Non parlo del Viaggio meraviglioso di Laura Orvieto (una fantasia grammaticale scritta a cavallo degli Trenta), ma del Viaggio nella grammatica (un viaggio senza aggettivi - e già questo è un pregio, in tempi in cui l'italiano sulle copertine dei libri o è bello, geniale, meraviglioso, o non è e destinato a scomparire) compiuto da Maria Pia (Maria G. sulla copertina) Lo Duca, in uscita per Carocci.
Il libro ha come sottotitolo Esplorazioni e percorsi per i bambini della
scuola primaria e costituisce il seguito ideale e l'ampliamento di un
fortunato libro uscito in prima edizione nel 1997 per La Nuova Italia e
poi riedito da Carocci nel 2004: Esperimenti
grammaticali. Il libro raccoglieva una serie di interventi
pubblicati sulla pregevole rivista "Italiano &
oltre" fondata nel 1986 da Raffaele Simone e chiusa nel 2004 (i
numeri, digitalizzati, sono ora gratuitamente consultabili online sul sito
del GISCEL, raggiungibile dal link).
Anche questo nuovo libro nasce da un nucleo di articoli originariamente
apparsi in rivista (su "La
Vita scolastica"), dal 2007 al 2016, dedicati all'insegnamento
della grammatica nella scuola primaria.
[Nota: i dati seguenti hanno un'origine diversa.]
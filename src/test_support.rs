//! Builders for hand-made polygons in unit tests.

use crate::analysis::zones::analyze_zones;
use crate::naming::PolygonName;
use crate::narrative::utils::lookup_tables::{prose, short_landcover};
use crate::types::{
    ClassRecord, CoOccurrence, CoOccurrences, DiversityStats, ElevationStats, Layer, LayerDetail,
    PolygonContext, SlopeStats, ZoneCounts,
};

pub(crate) const CELL_SIZE: f64 = 231.9156058;

pub(crate) fn elevation() -> ElevationStats {
    ElevationStats {
        min: 12.0,
        max: 1840.0,
        mean: 600.0,
        median: 560.0,
        minus_one_sd: 250.0,
        plus_one_sd: 950.0,
    }
}

pub(crate) fn uniform_zones(n: u64) -> ZoneCounts {
    ZoneCounts { sw: n, w: n, nw: n, s: n, c: n, n, se: n, e: n, ne: n }
}

/// Polygon of `cell_count` cells with middling diversity and no open water.
pub(crate) fn context(name: &str, cell_count: u64) -> PolygonContext {
    PolygonContext {
        id: 1,
        name: PolygonName::new(name),
        cell_count,
        cell_size: CELL_SIZE,
        elevation: elevation(),
        diversity: DiversityStats { mean: 0.8, minus_one_sd: 0.3, plus_one_sd: 1.3 },
        water_30m_percent: 0.0,
        zones: uniform_zones(cell_count / 9),
    }
}

/// Lead-ranked record at the polygon's mean elevation, spread evenly.
pub(crate) fn record(layer: Layer, label: &str, percent: f64) -> ClassRecord {
    let cell_count = (percent * 10.0).round() as u64;
    let zones = uniform_zones(cell_count / 9);
    let detail = match layer {
        Layer::Bioclimate => LayerDetail::Bioclimate,
        Layer::Landform => LayerDetail::Landform { slope: SlopeStats::default(), facing: None },
        Layer::Lithology => LayerDetail::Lithology,
        Layer::Landcover => LayerDetail::Landcover { population: None, biomass_mean: None },
    };
    ClassRecord {
        layer,
        label: label.to_string(),
        prose: prose(layer, label).unwrap_or("unknown class"),
        cell_count,
        percent,
        rank: 1,
        elevation: elevation(),
        diversity_mean: None,
        co_occurrences: CoOccurrences::default(),
        detail,
        location: analyze_zones(&zones, &uniform_zones(100), cell_count),
        zones,
    }
}

/// Record with an explicit rank.
pub(crate) fn ranked(layer: Layer, label: &str, percent: f64, rank: usize) -> ClassRecord {
    let mut r = record(layer, label, percent);
    r.rank = rank;
    r
}

/// Co-occurrence with its prose resolved the way the pipeline does.
pub(crate) fn co(layer: Layer, label: &str, percent: f64) -> CoOccurrence {
    let prose = match layer {
        Layer::Landcover => short_landcover(label),
        _ => prose(layer, label),
    };
    CoOccurrence {
        label: label.to_string(),
        percent,
        prose: prose.unwrap_or("unknown class"),
    }
}
//! Error types for polygon description.
//!
//! Only `MalformedRecord` is retryable: it signals an upstream record that is
//! missing a required zonal statistic or carries a label with no prose entry.
//! A polygon that is too small to describe is an outcome, not an error
//! (see [`crate::narrative::Description::TooSmall`]).

use thiserror::Error;

use crate::types::Layer;

#[derive(Debug, Error, Clone, PartialEq)]
pub enum DescribeError {
    /// A layer's class distribution sums to zero cells.
    #[error("{layer} distribution has no cells")]
    EmptyDistribution { layer: Layer },

    /// A class record lacks a field its layer requires, or its label is unknown.
    #[error("malformed {layer} record '{label}': {reason}")]
    MalformedRecord {
        layer: Layer,
        label: String,
        reason: String,
    },

    /// A layer produced no classes at all.
    #[error("{layer} has no significant class")]
    NoSignificantClass { layer: Layer },

    /// Polygon-level input that cannot be interpreted.
    #[error("invalid polygon input: {0}")]
    InvalidInput(String),
}

impl DescribeError {
    pub fn malformed(layer: Layer, label: impl Into<String>, reason: impl Into<String>) -> Self {
        DescribeError::MalformedRecord {
            layer,
            label: label.into(),
            reason: reason.into(),
        }
    }

    /// Whether the pipeline should re-fetch the polygon and try again.
    pub fn is_retryable(&self) -> bool {
        matches!(self, DescribeError::MalformedRecord { .. })
    }
}

pub type Result<T> = std::result::Result<T, DescribeError>;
Al suo sviluppo in volume
hanno tuttavia contribuito altre esperienze dell'Autrice, già docente di Lingua
italiana e Didattica dell'italiano presso l'Università di Padova: il
coordinamento di una ricerca sperimentale pluriennale (cui hanno partecipato
varie laureande, sempre debitamente citate) volto ad accertare,
attraverso colloqui nelle classi, la risposta di bambine e bambini a
sollecitazioni grammaticali di vario genere; il coordinamento del
gruppo di insegnanti della provincia di Bolzano che ha lavorato alla costruzione
di un Sillabo di riflessione sulla lingua
per la scuola primaria e secondaria di I grado (2012) di cui ho
parlato in un vecchio post; il
coordinamento del gruppo di lavoro per le prove INValSI di italiano; l'ascolto
diretto o la lettura delle esperienze di tanti "maestri innovatori"
nell'ambito dell'insegnamento dell'italiano dei quali ho anch'io avuto modo di
parlare in queste pagine (Spadotto, Ujcich, Morgese, Cavalca e
Miserotti).
Il volume è articolato in due parti: una Parte prima di Ragionamenti
preliminari (sull'opportunità di fare grammatica nella scuola
primaria e sulla scelta di un Sillabo grammaticale adeguato) e una Parte
seconda, intitolata Dentro la disciplina, in cui vengono proposti
alcuni temi e problemi grammaticali: la sintassi della frase semplice, le
categorie lessicali o parti del discorso ("nomi, verbi e poco più"),
alcuni fenomeni che impongono di allargare lo sguardo alla dimensione del
testo (come il funzionamento dei pronomi e l'uso della
punteggiatura), la formazione delle parole.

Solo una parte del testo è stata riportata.